24 January 2019 - Trisha Yearwood - She's In Love With The Boy

When the first single off your first album is a gigantic hit, you've probably got a good career ahead of you.  This was the case of Trisha Yearwood, who would ring the #1 bell four more times after this single. 

But in 1991, she was just a country artist with a huge voice and a great song that told a simple story.  Give it a listen. 

23 January 2019

23 January 2019 - John Lennon - Watching the Wheels

This was the second single released after the assassination of John Lennon, which was supposed to be part of a comeback after a five year hiatus to help raise his son, Sean.  This song, in fact, directly addresses that hiatus, with the video showing what he did for those five years.... including riding an actual merry-go-round (listen to the song, and you will understand).

It's sad that he wasn't alive to enjoy that this simple little song was a top 10 hit.

10 January 2019

10 January 2019 - ZZ Top - Sleeping Bag

In the 1980's, Texas beard band ZZ Top had a comeback of sorts.  MTV loved their videos.  With the 1983 release of Eliminator, they were not only back, they were bigger than ever.

This particular song, and accompanying video, the first single from the Afterburner album,  represents the apex of that comeback.  This was the biggest hit of their career, surprisingly, because the song isn't one that is frequently referenced or thought of fondly in the ensuing years....

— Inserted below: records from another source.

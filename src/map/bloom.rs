// Copyright (c) 2025 Lily Lyons
//
// This Source Code Form is subject to the terms of the Mozilla Public
// License, v. 2.0. If a copy of the MPL was not distributed with this
// file, You can obtain one at https://mozilla.org/MPL/2.0/.

use crate::de::{Deserializer, Result};

/// Bloom post-processing parameters for one render pass.
///
/// One of the few blocks in the format with no version gate: always a name
/// followed by six floats.
#[derive(Clone, PartialEq, Debug, Default)]
pub struct BloomSettings {
    /// Preset name.
    pub name: String,
    /// Brightness cutoff below which pixels don't bloom.
    pub bloom_threshold: f32,
    /// Gaussian blur radius.
    pub blur_amount: f32,
    /// Intensity of the bloomed image.
    pub bloom_intensity: f32,
    /// Intensity of the base image.
    pub base_intensity: f32,
    /// Saturation of the bloomed image.
    pub bloom_saturation: f32,
    /// Saturation of the base image.
    pub base_saturation: f32,
}

impl BloomSettings {
    pub(crate) fn load(de: &mut Deserializer<'_, '_>) -> Result<Self> {
        Ok(Self {
            name: de.read_string()?,
            bloom_threshold: de.read_f32()?,
            blur_amount: de.read_f32()?,
            bloom_intensity: de.read_f32()?,
            base_intensity: de.read_f32()?,
            bloom_saturation: de.read_f32()?,
            base_saturation: de.read_f32()?,
        })
    }
}
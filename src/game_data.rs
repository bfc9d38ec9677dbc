// Copyright (c) 2025 Lily Lyons
//
// This Source Code Form is subject to the terms of the Mozilla Public
// License, v. 2.0. If a copy of the MPL was not distributed with this
// file, You can obtain one at https://mozilla.org/MPL/2.0/.

use enum_as_inner::EnumAsInner;

use crate::de::Deserializer;
use crate::map::{DataType, MapThing};

/// The game's data tables, as far as the map loader cares: four name-keyed
/// existence queries.
///
/// Map files reference units, obstacles, generators and loot tables by name
/// without carrying their definitions, so the loader asks these queries
/// whether a referenced name actually exists and silently drops things that
/// don't resolve. Implement this over your extracted game data, or use
/// [`AllPresent`] to skip the screening entirely.
pub trait GameData {
    /// Whether a unit named `name` exists.
    fn has_unit(&self, name: &str) -> bool;
    /// Whether an obstacle named `name` exists.
    fn has_obstacle(&self, name: &str) -> bool;
    /// Whether a generator named `name` exists.
    fn has_generator(&self, name: &str) -> bool;
    /// Whether a loot table named `name` exists.
    fn has_loot_table(&self, name: &str) -> bool;
}

/// [`GameData`] that claims every name exists.
///
/// Decodes any map without the real tables on hand: nothing gets dropped and
/// generators are never reclassified.
#[derive(Clone, Copy, Debug, Default)]
pub struct AllPresent;

impl GameData for AllPresent {
    fn has_unit(&self, _name: &str) -> bool {
        true
    }

    fn has_obstacle(&self, _name: &str) -> bool {
        true
    }

    fn has_generator(&self, _name: &str) -> bool {
        true
    }

    fn has_loot_table(&self, _name: &str) -> bool {
        true
    }
}

/// The verdict on one thing, judged by declared type and name.
///
/// Screening is a normal part of loading, not an error: a rejected thing is
/// quietly left out of its collection.
#[derive(Clone, Copy, PartialEq, Eq, Debug, EnumAsInner)]
pub enum Validation {
    /// The name resolves; keep the thing as declared.
    Accept,
    /// Keep the thing, but under a different type. Generators without
    /// generator data fall back to their obstacle entry.
    Reclassify(DataType),
    /// The name doesn't resolve; drop the thing.
    Reject,
}

impl Validation {
    /// Judge a thing of type `data_type` named `name` against the tables.
    pub fn of(game_data: &dyn GameData, data_type: DataType, name: &str) -> Self {
        match data_type {
            DataType::Unit if !game_data.has_unit(name) => Self::Reject,
            DataType::Obstacle if !game_data.has_obstacle(name) => Self::Reject,
            DataType::Generator if !game_data.has_generator(name) => {
                if game_data.has_obstacle(name) {
                    Self::Reclassify(DataType::Obstacle)
                } else {
                    Self::Reject
                }
            }
            DataType::Loot if !game_data.has_loot_table(name) => Self::Reject,
            _ => Self::Accept,
        }
    }
}

impl Deserializer<'_, '_> {
    /// Screen a freshly read thing, reclassifying it in place.
    /// Returns false when the thing should be dropped.
    pub(crate) fn screen(&self, thing: &mut MapThing) -> bool {
        match Validation::of(self.game_data, thing.data_type, &thing.name) {
            Validation::Accept => true,
            Validation::Reclassify(data_type) => {
                thing.data_type = data_type;
                true
            }
            Validation::Reject => false,
        }
    }
}
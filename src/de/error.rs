// Copyright (c) 2025 Lily Lyons
//
// This Source Code Form is subject to the terms of the Mozilla Public
// License, v. 2.0. If a copy of the MPL was not distributed with this
// file, You can obtain one at https://mozilla.org/MPL/2.0/.
#![allow(missing_docs)]

use std::str::Utf8Error;

/// Type alias around a result.
pub type Result<T> = std::result::Result<T, Error>;

/// An error, tagged with the byte offset the cursor had reached when it occurred.
///
/// The format has no record framing, so the offset is usually the only lead you
/// get when a file refuses to parse.
#[derive(Debug, thiserror::Error)]
#[error("{kind} (at byte {position})")]
pub struct Error {
    #[source]
    pub kind: Kind,
    pub position: usize,
}

/// Error type for this crate.
#[derive(Debug, thiserror::Error)]
pub enum Kind {
    /// End of input.
    #[error("Unexpected end of stream")]
    Eof,
    /// A string or list length was negative when it should not have been.
    #[error("Unexpected negative length {0}")]
    UnexpectedNegativeLength(i32),
    /// A string was invalid utf8. The format is written by .NET, so all strings should be valid.
    #[error("String is invalid utf8 {0}")]
    StringInvalidUtf8(Utf8Error),
    /// An enum was stored under a name that no known variant matches.
    #[error("Unknown variant {name:?} of {class}")]
    UnknownVariant { class: &'static str, name: String },
    /// An enum was stored under an integer that no known variant matches.
    #[error("Unknown discriminant {value} of {class}")]
    UnknownDiscriminant { class: &'static str, value: i32 },
    /// A record declared a version newer than this crate knows how to read.
    ///
    /// Records carry no length prefix, so the unknown trailing fields can't be
    /// skipped and every read afterwards would be misaligned. We bail instead.
    #[error("{class} version {version} is newer than {max}, refusing to desync the stream")]
    UnsupportedVersion {
        class: &'static str,
        version: i32,
        max: i32,
    },
}
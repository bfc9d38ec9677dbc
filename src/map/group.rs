// Copyright (c) 2025 Lily Lyons
//
// This Source Code Form is subject to the terms of the Mozilla Public
// License, v. 2.0. If a copy of the MPL was not distributed with this
// file, You can obtain one at https://mozilla.org/MPL/2.0/.

use indexmap::IndexMap;

use super::MapThing;
use crate::de::{Deserializer, Reader, Result, Versioned};

/// A named collection of [`MapThing`]s, keyed by thing id.
///
/// Maps at format version 20 and newer stop carrying a flat thing list and
/// deliver every thing through one of these instead.
#[derive(Clone, PartialEq, Debug, Default)]
pub struct MapThingGroup {
    /// The group's name, stamped onto every member.
    pub name: String,
    /// Members in the order they were read. When two members share an id the
    /// first one read wins and the rest are silently dropped.
    pub things: IndexMap<i32, MapThing>,
    /// Whether the group is shown in the editor.
    pub visible: bool,
    /// Whether the group is clickable in the editor.
    pub selectable: bool,
}

impl Versioned for MapThingGroup {
    const CLASS: &'static str = "MapThingGroup";

    const READERS: &'static [(i32, Reader<Self>)] = &[(1, |group, de| {
        group.name = de.read_string()?;
        let count = de.read_len()?;
        for _ in 0..count {
            let mut thing = de.read_record::<MapThing>()?;
            if thing.first_group_name() != Some(group.name.as_str()) {
                thing.set_group_name(group.name.clone());
            }
            if !de.screen(&mut thing) {
                continue;
            }
            group.things.entry(thing.id).or_insert(thing);
        }
        Ok(())
    })];

    // The writer emits these after the version gate, so they are present no
    // matter which version the record declared.
    fn finish(&mut self, de: &mut Deserializer<'_, '_>) -> Result<()> {
        self.visible = de.read_bool()?;
        self.selectable = de.read_bool()?;
        Ok(())
    }
}
use crate::disease::Disease;

/// Per-class running scores for a single classification pass.
///
/// Backed by a fixed array indexed by [`Disease`], so every class always has
/// an entry and a class that received no votes reads 0.0. A fresh zeroed map
/// is allocated per request and discarded once the response is built.
#[derive(Debug, Clone, Copy, PartialEq)]
pub struct ScoreMap {
    scores: [f32; Disease::COUNT],
}

impl ScoreMap {
    #[must_use]
    pub fn zeroed() -> Self {
        Self {
            scores: [0.0; Disease::COUNT],
        }
    }

    #[inline]
    #[must_use]
    pub fn get(&self, disease: Disease) -> f32 {
        self.scores[disease.index()]
    }

    #[inline]
    pub fn add(&mut self, disease: Disease, amount: f32) {
        self.scores[disease.index()] += amount;
    }

    /// Keep the maximum of the current score and `value`.
    #[inline]
    pub fn raise_to(&mut self, disease: Disease, value: f32) {
        let slot = &mut self.scores[disease.index()];
        if value > *slot {
            *slot = value;
        }
    }

    #[inline]
    pub fn scale(&mut self, disease: Disease, factor: f32) {
        self.scores[disease.index()] *= factor;
    }

    /// The maximum score across all classes.
    #[must_use]
    pub fn max_score(&self) -> f32 {
        // Unrepresented classes sit at 0.0, so the max is never negative.
        self.scores.iter().copied().fold(f32::MIN, f32::max)
    }

    /// Divide every score by the current maximum so the top class becomes
    /// 1.0. Skipped entirely when the maximum is not positive.
    pub fn normalize_by_max(&mut self) {
        let max = self.max_score();
        if max > 0.0 {
            for score in &mut self.scores {
                *score /= max;
            }
        }
    }

    /// The winning class and its score.
    ///
    /// Ties resolve to the first label in [`Disease::ALL`] declaration
    /// order, which keeps the outcome deterministic.
    #[must_use]
    pub fn leader(&self) -> (Disease, f32) {
        let mut best = Disease::ALL[0];
        let mut best_score = self.get(best);
        for disease in Disease::ALL.iter().copied().skip(1) {
            let score = self.get(disease);
            if score > best_score {
                best = disease;
                best_score = score;
            }
        }
        (best, best_score)
    }

    pub fn iter(&self) -> impl Iterator<Item = (Disease, f32)> + '_ {
        Disease::ALL.iter().map(move |d| (*d, self.get(*d)))
    }
}

impl Default for ScoreMap {
    fn default() -> Self {
        Self::zeroed()
    }
}

#[cfg(test)]
mod tests {
    use super::*;

    #[test]
    fn test_every_class_has_an_entry() {
        let scores = ScoreMap::zeroed();
        for (_, score) in scores.iter() {
            assert_eq!(score, 0.0);
        }
        assert_eq!(scores.iter().count(), Disease::COUNT);
    }

    #[test]
    fn test_add_and_raise_to() {
        let mut scores = ScoreMap::zeroed();
        scores.add(Disease::Ringworm, 0.4);
        scores.add(Disease::Ringworm, 0.2);
        assert!((scores.get(Disease::Ringworm) - 0.6).abs() < 1e-6);

        scores.raise_to(Disease::Healthy, 0.5);
        scores.raise_to(Disease::Healthy, 0.3);
        assert_eq!(scores.get(Disease::Healthy), 0.5);
    }

    #[test]
    fn test_normalize_by_max() {
        let mut scores = ScoreMap::zeroed();
        scores.add(Disease::Dermatitis, 2.0);
        scores.add(Disease::Healthy, 1.0);
        scores.normalize_by_max();
        assert_eq!(scores.get(Disease::Dermatitis), 1.0);
        assert_eq!(scores.get(Disease::Healthy), 0.5);
        assert_eq!(scores.get(Disease::Ringworm), 0.0);
    }

    #[test]
    fn test_normalize_skipped_when_all_zero() {
        let mut scores = ScoreMap::zeroed();
        scores.normalize_by_max();
        for (_, score) in scores.iter() {
            assert_eq!(score, 0.0);
        }
    }

    #[test]
    fn test_leader_breaks_ties_by_declaration_order() {
        let mut scores = ScoreMap::zeroed();
        scores.add(Disease::Healthy, 1.0);
        scores.add(Disease::Ringworm, 1.0);
        let (winner, score) = scores.leader();
        assert_eq!(winner, Disease::Healthy);
        assert_eq!(score, 1.0);
    }

    #[test]
    fn test_leader_of_empty_map_is_first_class() {
        let scores = ScoreMap::zeroed();
        let (winner, score) = scores.leader();
        assert_eq!(winner, Disease::Dermatitis);
        assert_eq!(score, 0.0);
    }
}
use thiserror::Error;

pub type Result<T> = std::result::Result<T, Error>;

#[derive(Error, Debug)]
pub enum Error {
    #[error("no symptom text provided")]
    EmptyInput,

    #[error("{0} is not available")]
    Unavailable(String),

    #[error("invalid vector dimension: expected {expected}, got {actual}")]
    InvalidDimension { expected: usize, actual: usize },

    #[error("unknown disease label: {0}")]
    UnknownLabel(String),

    #[error("embedding failed: {0}")]
    Embedding(String),

    #[error("IO error: {0}")]
    Io(#[from] std::io::Error),

    #[error("serialization error: {0}")]
    Serialization(String),

    #[error("classification failed: {0}")]
    Internal(String),
}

....until, of course, Margot Robbie's turn as Tonya Harding in the movie I, Tonya (which I cannot recommend enough if you haven't seen it yet).  In this movie, Tonya skates to the song at SkateAmerica, and it very clearly illustrates the renegade spirit that Harding exhibited in her skating.

By the way, this really happened. 1991 SkateAmerica, Which she won with this program. The video starts at the 3:15 mark for you because of the subject of this post, but I encourage you to watch the rest, because she was truly incredible.

09 January 2019

9 January 2019 - Phoenix - Lisztomania

French band Phoenix released this song in 2009, as the second single from their album Wolfgang Amadeus Phoenix.  The title refers to a term used to describe the intense fandom of Franz Liszt during his performances. You didn't come for any of that, but I feel honor-bound to tell you about that.